Other cases of torture were also reported.
- Two men, who were detained for the alleged attempted murder in August of a newspaper editor, were said to have been tortured to obtain detailed confessions used in court. They were released in December after the victim told the court that they were not the people who had attacked him.
Excessive use of force
Several times during the year security forces were reported to have fired shotguns at protesters and others. In October, the Interior Minister told Amnesty International that the security forces had tried to contain protests and violence without using excessive force and that no one had been wounded by their actions.
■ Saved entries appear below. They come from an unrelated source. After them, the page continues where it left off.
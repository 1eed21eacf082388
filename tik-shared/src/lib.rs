//! # TiK Shared Library
//!
//! Storage, models and authentication primitives for the TiK ticket tracker.
//! The HTTP layer lives in `tik-api`; everything it persists goes through
//! this crate.
//!
//! ## Module Organization
//!
//! - `db`: connection pool, migrations and the request-scoped session
//! - `models`: entities, their persistence operations and read-models
//! - `auth`: password hashing and JWT access tokens
//! - `patch`: unset-aware field wrapper for partial updates

pub mod auth;
pub mod db;
pub mod models;
pub mod patch;

/// Current version of the TiK shared library
pub const VERSION: &str = env!("CARGO_PKG_VERSION");

#[cfg(test)]
mod tests {
    use super::*;

    #[test]
    fn test_version_is_set() {
        assert!(!VERSION.is_empty());
    }
}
- In March, Ibrahim al-Dumistani and ‘Abdel-‘Aziz Nasheeb, both nurses, were arrested after they assisted Hussain ‘Ali Hassan al-Sahlawi who had been shot, apparently by police trying to disperse a protest in Karzakan in which demonstrators had burned tyres. The injured man said he had not been protesting and was shot by police outside his home. The nurses were charged with assisting a "cover up" and "abusing their medical profession", and quickly released on bail.
Freedom of expression
Critics of the monarchy and government were warned that they would be prosecuted under the 2002 Press and Publications Law, which prescribes prison terms for those criticizing the King or "inciting hatred of the regime", although no such prosecutions were reported.
The government clamped down further on dissent after the arrest of the 23 opposition activists. On 28 August, the Public Prosecutor invoked Article 246 of the Penal Code to prohibit the media and others from publishing or broadcasting information about the arrests; breaches would be punishable by up to one year in prison. Although no prosecutions were reported, the government banned and shut down various publications and blogs. Among them was the Bahrain Online forum, which the Director of the National Information Agency said in October had been closed because it was deemed to have incited hatred and violence. He also said that other websites had been blocked because they had published material that breached Bahraini law, and that newsletters of political associations had been banned as the law only allows their circulation to members whereas these had been distributed to the public.
Freedom of association
In September, the government suspended the board of the independent NGO Bahrain Human Rights Society, accusing it of "legal and administrative irregularities" and "co-operating with illegal organizations". Shortly before, the NGO had published on their website allegations of torture relating to the 23 detained Shi'a activists. The government appointed a temporary administrator, severely compromising the society's independence.
Several human rights activists were prevented from travelling abroad, although the government denied that travel bans had been issued against them.